╭─ Input
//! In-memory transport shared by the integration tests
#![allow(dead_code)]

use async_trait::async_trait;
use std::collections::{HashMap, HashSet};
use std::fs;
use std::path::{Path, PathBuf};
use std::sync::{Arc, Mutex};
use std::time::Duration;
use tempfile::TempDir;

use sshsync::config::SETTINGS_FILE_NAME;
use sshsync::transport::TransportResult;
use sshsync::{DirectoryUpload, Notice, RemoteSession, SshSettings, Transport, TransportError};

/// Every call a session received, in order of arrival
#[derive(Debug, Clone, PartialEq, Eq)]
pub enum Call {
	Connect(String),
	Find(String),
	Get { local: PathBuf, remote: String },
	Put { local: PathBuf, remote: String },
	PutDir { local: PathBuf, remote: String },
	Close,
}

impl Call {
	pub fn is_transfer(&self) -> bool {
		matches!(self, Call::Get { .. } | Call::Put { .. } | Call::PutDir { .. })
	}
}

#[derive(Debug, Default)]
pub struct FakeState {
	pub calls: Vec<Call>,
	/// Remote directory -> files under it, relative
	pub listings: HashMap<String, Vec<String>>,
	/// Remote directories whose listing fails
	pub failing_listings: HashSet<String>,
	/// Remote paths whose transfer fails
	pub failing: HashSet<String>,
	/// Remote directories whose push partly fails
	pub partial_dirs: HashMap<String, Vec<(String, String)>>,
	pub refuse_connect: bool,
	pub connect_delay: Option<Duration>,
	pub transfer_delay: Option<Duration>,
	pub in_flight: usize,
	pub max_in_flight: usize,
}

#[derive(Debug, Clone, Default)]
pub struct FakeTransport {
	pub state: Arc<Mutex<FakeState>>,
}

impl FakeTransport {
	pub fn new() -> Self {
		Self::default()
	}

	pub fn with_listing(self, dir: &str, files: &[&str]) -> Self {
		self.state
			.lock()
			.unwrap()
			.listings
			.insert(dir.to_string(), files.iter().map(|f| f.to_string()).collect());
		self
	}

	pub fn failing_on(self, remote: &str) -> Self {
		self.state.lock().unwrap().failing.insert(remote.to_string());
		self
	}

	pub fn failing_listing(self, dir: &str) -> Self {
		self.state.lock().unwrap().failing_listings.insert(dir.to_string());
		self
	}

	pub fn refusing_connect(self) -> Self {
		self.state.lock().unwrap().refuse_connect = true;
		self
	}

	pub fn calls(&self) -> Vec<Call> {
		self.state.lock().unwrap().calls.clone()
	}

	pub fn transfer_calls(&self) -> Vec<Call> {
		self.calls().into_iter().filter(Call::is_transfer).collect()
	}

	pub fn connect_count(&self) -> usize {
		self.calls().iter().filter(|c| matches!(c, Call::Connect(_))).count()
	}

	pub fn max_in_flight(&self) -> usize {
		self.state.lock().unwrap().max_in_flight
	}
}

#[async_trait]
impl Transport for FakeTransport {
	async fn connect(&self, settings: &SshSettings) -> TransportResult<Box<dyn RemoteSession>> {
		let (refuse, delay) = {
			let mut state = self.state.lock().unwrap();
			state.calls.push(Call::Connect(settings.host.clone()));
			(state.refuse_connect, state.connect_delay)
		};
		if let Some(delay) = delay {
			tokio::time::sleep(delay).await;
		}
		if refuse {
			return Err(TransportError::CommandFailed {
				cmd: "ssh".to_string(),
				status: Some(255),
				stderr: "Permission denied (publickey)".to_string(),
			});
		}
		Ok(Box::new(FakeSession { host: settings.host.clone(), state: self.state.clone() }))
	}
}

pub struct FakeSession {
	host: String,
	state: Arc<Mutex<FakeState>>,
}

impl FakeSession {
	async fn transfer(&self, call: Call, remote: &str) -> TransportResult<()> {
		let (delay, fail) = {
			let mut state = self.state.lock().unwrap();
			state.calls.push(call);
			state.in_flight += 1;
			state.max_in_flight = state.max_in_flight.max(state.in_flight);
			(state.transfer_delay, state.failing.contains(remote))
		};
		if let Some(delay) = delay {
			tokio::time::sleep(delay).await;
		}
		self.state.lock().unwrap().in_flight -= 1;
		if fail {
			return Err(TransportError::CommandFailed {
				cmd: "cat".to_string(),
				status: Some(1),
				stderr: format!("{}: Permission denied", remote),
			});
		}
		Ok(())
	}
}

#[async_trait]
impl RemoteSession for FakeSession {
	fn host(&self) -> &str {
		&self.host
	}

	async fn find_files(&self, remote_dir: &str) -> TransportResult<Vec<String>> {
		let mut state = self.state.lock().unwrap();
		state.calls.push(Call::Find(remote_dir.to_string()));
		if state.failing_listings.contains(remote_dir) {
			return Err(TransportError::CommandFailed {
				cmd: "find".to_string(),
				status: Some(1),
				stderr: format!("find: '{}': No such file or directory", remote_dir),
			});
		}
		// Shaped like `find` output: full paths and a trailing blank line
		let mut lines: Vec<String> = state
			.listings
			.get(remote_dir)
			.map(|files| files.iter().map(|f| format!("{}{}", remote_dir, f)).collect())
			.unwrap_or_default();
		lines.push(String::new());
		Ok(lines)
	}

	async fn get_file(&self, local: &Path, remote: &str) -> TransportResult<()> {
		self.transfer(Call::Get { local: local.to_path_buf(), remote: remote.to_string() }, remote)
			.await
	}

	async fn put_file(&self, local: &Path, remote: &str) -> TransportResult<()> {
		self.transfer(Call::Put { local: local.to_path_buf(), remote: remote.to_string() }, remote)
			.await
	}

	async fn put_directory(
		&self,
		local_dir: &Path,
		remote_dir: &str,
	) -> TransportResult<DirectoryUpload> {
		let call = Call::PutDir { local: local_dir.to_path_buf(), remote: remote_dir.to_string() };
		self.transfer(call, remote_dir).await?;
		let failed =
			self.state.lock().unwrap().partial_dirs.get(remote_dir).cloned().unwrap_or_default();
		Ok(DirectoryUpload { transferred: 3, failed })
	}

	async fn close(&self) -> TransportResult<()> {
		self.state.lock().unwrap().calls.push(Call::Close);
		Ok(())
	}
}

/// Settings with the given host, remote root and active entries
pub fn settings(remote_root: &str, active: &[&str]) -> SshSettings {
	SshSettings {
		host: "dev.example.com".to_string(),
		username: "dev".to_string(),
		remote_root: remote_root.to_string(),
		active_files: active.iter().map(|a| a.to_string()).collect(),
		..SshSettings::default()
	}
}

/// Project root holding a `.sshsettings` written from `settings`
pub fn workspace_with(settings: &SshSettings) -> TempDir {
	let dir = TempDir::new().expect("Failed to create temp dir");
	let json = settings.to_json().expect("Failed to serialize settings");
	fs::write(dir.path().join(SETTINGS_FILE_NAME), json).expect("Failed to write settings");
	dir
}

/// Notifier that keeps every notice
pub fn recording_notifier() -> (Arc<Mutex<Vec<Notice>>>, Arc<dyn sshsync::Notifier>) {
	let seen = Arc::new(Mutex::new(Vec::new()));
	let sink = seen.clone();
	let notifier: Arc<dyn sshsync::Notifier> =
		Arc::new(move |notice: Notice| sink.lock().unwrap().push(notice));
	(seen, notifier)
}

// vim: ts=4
╰─
== Exercise prompt ==
Please give all of the entries again, exactly as written.

== Result of the task ==
//! In-memory transport shared by the integration tests
#![allow(dead_code)]

use async_trait::async_trait;
use std::collections::{HashMap, HashSet};
use std::fs;
use std::path::{Path, PathBuf};
use std::sync::{Arc, Mutex};
use std::time::Duration;
use tempfile::TempDir;

use sshsync::config::SETTINGS_FILE_NAME;
use sshsync::transport::TransportResult;
use sshsync::{DirectoryUpload, Notice, RemoteSession, SshSettings, Transport, TransportError};

/// Every call a session received, in order of arrival
#[derive(Debug, Clone, PartialEq, Eq)]
pub enum Call {
	Connect(String),
	Find(String),
	Get { local: PathBuf, remote: String },
	Put { local: PathBuf, remote: String },
	PutDir { local: PathBuf, remote: String },
	Close,
}

impl Call {
	pub fn is_transfer(&self) -> bool {
		matches!(self, Call::Get { .. } | Call::Put { .. } | Call::PutDir { .. })
	}
}

#[derive(Debug, Default)]
pub struct FakeState {
	pub calls: Vec<Call>,
	/// Remote directory -> files under it, relative
	pub listings: HashMap<String, Vec<String>>,
	/// Remote directories whose listing fails
	pub failing_listings: HashSet<String>,
	/// Remote paths whose transfer fails
	pub failing: HashSet<String>,
	/// Remote directories whose push partly fails
	pub partial_dirs: HashMap<String, Vec<(String, String)>>,
	pub refuse_connect: bool,
	pub connect_delay: Option<Duration>,
	pub transfer_delay: Option<Duration>,
	pub in_flight: usize,
	pub max_in_flight: usize,
}

#[derive(Debug, Clone, Default)]
pub struct FakeTransport {
	pub state: Arc<Mutex<FakeState>>,
}

impl FakeTransport {
	pub fn new() -> Self {
		Self::default()
	}

	pub fn with_listing(self, dir: &str, files: &[&str]) -> Self {
		self.state
			.lock()
			.unwrap()
			.listings
			.insert(dir.to_string(), files.iter().map(|f| f.to_string()).collect());
		self
	}

	pub fn failing_on(self, remote: &str) -> Self {
		self.state.lock().unwrap().failing.insert(remote.to_string());
		self
	}

	pub fn failing_listing(self, dir: &str) -> Self {
		self.state.lock().unwrap().failing_listings.insert(dir.to_string());
		self
	}

	pub fn refusing_connect(self) -> Self {
		self.state.lock().unwrap().refuse_connect = true;
		self
	}

	pub fn calls(&self) -> Vec<Call> {
		self.state.lock().unwrap().calls.clone()
	}

	pub fn transfer_calls(&self) -> Vec<Call> {
		self.calls().into_iter().filter(Call::is_transfer).collect()
	}

	pub fn connect_count(&self) -> usize {
		self.calls().iter().filter(|c| matches!(c, Call::Connect(_))).count()
	}

	pub fn max_in_flight(&self) -> usize {
		self.state.lock().unwrap().max_in_flight
	}
}

#[async_trait]
impl Transport for FakeTransport {
	async fn connect(&self, settings: &SshSettings) -> TransportResult<Box<dyn RemoteSession>> {
		let (refuse, delay) = {
			let mut state = self.state.lock().unwrap();
			state.calls.push(Call::Connect(settings.host.clone()));
			(state.refuse_connect, state.connect_delay)
		};
		if let Some(delay) = delay {
			tokio::time::sleep(delay).await;
		}
		if refuse {
			return Err(TransportError::CommandFailed {
				cmd: "ssh".to_string(),
				status: Some(255),
				stderr: "Permission denied (publickey)".to_string(),
			});
		}
		Ok(Box::new(FakeSession { host: settings.host.clone(), state: self.state.clone() }))
	}
}

pub struct FakeSession {
	host: String,
	state: Arc<Mutex<FakeState>>,
}

impl FakeSession {
	async fn transfer(&self, call: Call, remote: &str) -> TransportResult<()> {
		let (delay, fail) = {
			let mut state = self.state.lock().unwrap();
			state.calls.push(call);
			state.in_flight += 1;
			state.max_in_flight = state.max_in_flight.max(state.in_flight);
			(state.transfer_delay, state.failing.contains(remote))
		};
		if let Some(delay) = delay {
			tokio::time::sleep(delay).await;
		}
		self.state.lock().unwrap().in_flight -= 1;
		if fail {
			return Err(TransportError::CommandFailed {
				cmd: "cat".to_string(),
				status: Some(1),
				stderr: format!("{}: Permission denied", remote),
			});
		}
		Ok(())
	}
}

#[async_trait]
impl RemoteSession for FakeSession {
	fn host(&self) -> &str {
		&self.host
	}

	async fn find_files(&self, remote_dir: &str) -> TransportResult<Vec<String>> {
		let mut state = self.state.lock().unwrap();
		state.calls.push(Call::Find(remote_dir.to_string()));
		if state.failing_listings.contains(remote_dir) {
			return Err(TransportError::CommandFailed {
				cmd: "find".to_string(),
				status: Some(1),
				stderr: format!("find: '{}': No such file or directory", remote_dir),
			});
		}
		// Shaped like `find` output: full paths and a trailing blank line
		let mut lines: Vec<String> = state
			.listings
			.get(remote_dir)
			.map(|files| files.iter().map(|f| format!("{}{}", remote_dir, f)).collect())
			.unwrap_or_default();
		lines.push(String::new());
		Ok(lines)
	}

	async fn get_file(&self, local: &Path, remote: &str) -> TransportResult<()> {
		self.transfer(Call::Get { local: local.to_path_buf(), remote: remote.to_string() }, remote)
			.await
	}

	async fn put_file(&self, local: &Path, remote: &str) -> TransportResult<()> {
		self.transfer(Call::Put { local: local.to_path_buf(), remote: remote.to_string() }, remote)
			.await
	}

	async fn put_directory(
		&self,
		local_dir: &Path,
		remote_dir: &str,
	) -> TransportResult<DirectoryUpload> {
		let call = Call::PutDir { local: local_dir.to_path_buf(), remote: remote_dir.to_string() };
		self.transfer(call, remote_dir).await?;
		let failed =
			self.state.lock().unwrap().partial_dirs.get(remote_dir).cloned().unwrap_or_default();
		Ok(DirectoryUpload { transferred: 3, failed })
	}

	async fn close(&self) -> TransportResult<()> {
		self.state.lock().unwrap().calls.push(Call::Close);
		Ok(())
	}
}

/// Settings with the given host, remote root and active entries
pub fn settings(remote_root: &str, active: &[&str]) -> SshSettings {
	SshSettings {
		host: "dev.example.com".to_string(),
		username: "dev".to_string(),
		remote_root: remote_root.to_string(),
		active_files: active.iter().map(|a| a.to_string()).collect(),
		..SshSettings::default()
	}
}

/// Project root holding a `.sshsettings` written from `settings`
pub fn workspace_with(settings: &SshSettings) -> TempDir {
	let dir = TempDir::new().expect("Failed to create temp dir");
	let json = settings.to_json().expect("Failed to serialize settings");
	fs::write(dir.path().join(SETTINGS_FILE_NAME), json).expect("Failed to write settings");
	dir
}

/// Notifier that keeps every notice
pub fn recording_notifier() -> (Arc<Mutex<Vec<Notice>>>, Arc<dyn sshsync::Notifier>) {
	let seen = Arc::new(Mutex::new(Vec::new()));
	let sink = seen.clone();
	let notifier: Arc<dyn sshsync::Notifier> =
		Arc::new(move |notice: Notice| sink.lock().unwrap().push(notice));
	(seen, notifier)
}

// vim: ts=4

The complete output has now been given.